HL: Falando em processo e telas, como você consegue parar pra escrever hoje em dia? Parece absurdo pensar nisso, mas a Economia da Atenção das redes sociais capturam tanto nosso interesse com as microdoses de dopamina - seja por esperar engajamento com posts ou ficar dando scroll infinito nos feeds até perder o sentido - que simplesmente parece um trabalho hercúleo em 2023 não ficar olhando tanta coisa e conseguir focar pra produzir qualquer expressão artística.
PC: Acho que o que me ajuda hoje é uma rotina que não está orientada por estar no computador. O que parece contraditório já que eu preciso estar diante de uma tela pra trabalhar. Mas eu organizo o meu dia pelo horário da minha atividade física. De preferência, um horário fixo. Então se hoje eu treino no período da tarde, sei que horas preciso acordar pra comer, arrumar a casa e sentar na frente do computador até dar a hora de comer e ir treinar. Depois do treino trabalho mais um pouco. Ter começado uma dieta há quase um ano também ajudou, porque eu preciso comer em horários específicos porque a fome vem pontualmente, haha. Não é perfeito, mas é melhor do que na época da pandemia.
HL: A propósito, o que tem chamado sua atenção que você gostaria de recomendar em termos de roteiro legal - ou mesmo sem destaque ao roteiro, mas obras que tenham mexido contigo, ou te entretido em qualquer mídia?
PC: Difícil lembrar em períodos como este, em que você está produzindo algo e acaba só lendo ou assistindo material de pesquisa. Eu gostei muito de CANGAÇO NOVO. Fala de temas do nordeste que me interessam e com uma qualidade de atuação, roteiro e direção absurdas. A parte 2 de CHAINSAW MAN é a melhor continuação que ninguém pediu, pois vai num caminho completamente oposto e novo em relação à parte 1. Tatsuki Fujimoto é o meu quadrinista favorito dos últimos anos. E adorei OPPENHEIMER e ASSASSINOS DA LUA DAS FLORES. Ansioso pelo FERRARI do Michael Mann.

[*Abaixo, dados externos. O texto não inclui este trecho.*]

pub use gemini::{GeminiClient, GenerateError, TextGenerator};
pub use quota::{QuotaGate, QuotaStatus, QUOTA_COOLDOWN_MS};

const ENABLE_LOGS: bool = true;
const LOG_TAG: &str = "ai";

/// Free users get this many AI requests per local day.
pub const FREE_DAILY_LIMIT: u64 = 3;

/// Why a reply came from the fallback set instead of the provider.
#[derive(Debug, Clone, PartialEq, Eq)]
pub enum AiFault {
    EmptyPrompt,
    NotConfigured,
    /// Provider said 429 just now, or the cooldown from an earlier 429 is
    /// still running.
    QuotaExceeded { seconds_left: u64 },
    DailyLimitReached,
    Provider(GenerateError),
}

impl AiFault {
    pub fn code(&self) -> String {
        match self {
            AiFault::EmptyPrompt => "EMPTY_PROMPT".into(),
            AiFault::NotConfigured => "NO_API_KEY".into(),
            AiFault::QuotaExceeded { .. } => "QUOTA_EXCEEDED".into(),
            AiFault::DailyLimitReached => "DAILY_LIMIT".into(),
            AiFault::Provider(err) => err.code(),
        }
    }
}

#[derive(Debug, Clone, PartialEq, Eq)]
pub struct AiReply {
    pub text: String,
    pub provider: AiProvider,
    pub fault: Option<AiFault>,
}

impl AiReply {
    fn generated(text: String) -> Self {
        Self {
            text,
            provider: AiProvider::Gemini,
            fault: None,
        }
    }

    fn fallback(text: impl Into<String>, fault: AiFault) -> Self {
        Self {
            text: text.into(),
            provider: AiProvider::Fallback,
            fault: Some(fault),
        }
    }
}

#[derive(Debug, Clone, Default, PartialEq, Eq)]
pub struct AdviceInput {
    pub minutes: u32,
    pub completed_seconds: u64,
    pub stage_label: String,
    pub streak: Option<u32>,
    pub is_premium: bool,
    pub session_id: Option<String>,
}

#[derive(Debug, Clone, PartialEq, Eq)]
pub struct TipsInput {
    pub minutes: u32,
    pub stage_label: String,
    pub is_premium: bool,
}

#[derive(Debug, Clone, PartialEq, Eq)]
pub struct TipsReply {
    pub tips: Vec<String>,
    pub provider: AiProvider,
    pub fault: Option<AiFault>,
}

#[derive(Debug, Clone, Copy, PartialEq, Eq, Serialize)]
#[serde(rename_all = "camelCase")]
pub struct DailyQuota {
    pub used: u64,
    /// `None` for premium users.
    pub limit: Option<u64>,
    pub exhausted: bool,
}

/// Enforced on the client only; the store does not check it.
pub fn daily_quota_for(used: u64, is_premium: bool) -> DailyQuota {
    if is_premium {
        return DailyQuota {
            used,
            limit: None,
            exhausted: false,
        };
    }
    DailyQuota {
        used,
        limit: Some(FREE_DAILY_LIMIT),
        exhausted: used >= FREE_DAILY_LIMIT,
    }
}

pub struct AiService<G> {
    generator: Option<G>,
    db: Database,
    quota: Arc<QuotaGate>,
}

impl AiService<GeminiClient> {
    /// Gemini-backed service, or an unconfigured one when the settings do
    /// not select Gemini with a key.
    pub fn from_settings(settings: &AiSettings, db: Database, quota: Arc<QuotaGate>) -> Result<Self> {
        let generator = settings
            .gemini_key()
            .map(|key| GeminiClient::new(key, settings.gemini_model.as_str()))
            .transpose()?;
        if generator.is_none() {
            log_info!("no AI provider configured; using local fallbacks");
        }
        Ok(Self::new(generator, db, quota))
    }
}
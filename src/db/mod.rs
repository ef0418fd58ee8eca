//! Document store standing in for the hosted backend: users, focus sessions,
//! tasks, AI logs, notifications and app lists as JSON documents in SQLite,
//! with atomic multi-document transactions and per-document watches.

mod connection;
mod documents;
mod error;
pub mod helpers;
mod migrations;
pub mod models;
mod repositories;
mod watch;

pub use connection::Database;
pub use documents::{Direction, DocPath, DocTransaction, Document, Fields, Query, SetMode};
pub use error::RemoteError;
pub use models::*;
pub use repositories::{focus_sessions::DEFAULT_RECENT_SESSIONS, users::UserWatch};
pub use watch::{DocSnapshot, DocumentWatch, WatchClosed};

pub const USERS: &str = "users";
pub const FOCUS_SESSIONS: &str = "focusSessions";
pub const TASKS: &str = "tasks";
pub const AI_LOGS: &str = "ai_logs";
pub const NOTIFICATIONS: &str = "notifications";
pub const ALLOWED_APPS: &str = "allowedApps";
pub const BLOCKED_APPS: &str = "blockedApps";
/// Subcollection under `users/{id}`.
pub const USER_TASKS: &str = "tasks";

HL: Pensando nessas questões e lembrando do tema de Tatuagem no enredo da HQ, lembrei da sua tatuagem com a frase célebre do Jack Kirby, "Comics will break your heart" ("Quadrinhos vão partir seu coração"). Você sente que perseguir os sonhos como autor nesse meio ainda vale a pena, mesmo depois de tanta dificuldade e eventuais frustrações?
PC: Quando eu olho pra esses 20 anos escrevendo quadrinhos, acredito que o sonho virou realidade. E a realidade é que, aqui no Brasil, a maior parte dos artistas não vive disso. Mesmo nos Estados Unidos a gente sabe que muitos dos que 'vivem' de quadrinhos lá ganham o suficiente pra pagar as contas e é isso, não tem plano de saúde e a estabilidade é só um conceito. Então sinto que já passei dessa fase de sonho considerando o nosso contexto: já publiquei graphic novel, sou coautor de uma das principais séries do meio, fui indicado algumas vezes e ganhei um HQMIX... não falo com arrogância ou amargura, mas os quadrinhos não serem minha fonte de renda é uma questão do nosso mercado. Enquanto eu puder fazer quadrinhos e isso não me impedir de pagar as contas, vou continuar.
HL: Depois de SOUL INK você tem outras HQs em produção no momento? Mais M&A ou mais adaptações como você fez de Mario de Andrade em CONTOS NOVOS, que o Daniel Esteves editou? Ou mesmo outras mídias? Tem sido legal ver suas resenhas em vídeo.
PC: Mais MAYARA E ANNABELLE, com certeza. Infelizmente não rolou este ano, mas em 2024 é certeza. Tem uma adaptação a caminho também, mas essa não posso falar ainda sobre. Os vídeos eu quero continuar, provavelmente ir pro YouTube. Sempre fui fascinado por vídeo-ensaio. Quero voltar pro audiovisual, só não sei como, haha.
HL: Do ponto de vista de uma pessoa leitora, o que ela pode esperar de SOUL INK? Pra quem você acredita que ela seja indicada e por que apoiar no Catarse?
PC: SOUL INK é ficção científica, crime e vingança. É também sobre superar os erros do passado, consigo e com aqueles que amamos. É seguir mirando o futuro, porque esta é a única opção para aqueles que querem continuar vivendo. Apoie porque os gêneros te interessam, dê uma chance a um quadrinho nacional se você não conhece o nosso trabalho, vamos juntos.
Obrigado por ter lido até aqui. Nos vemos em breve.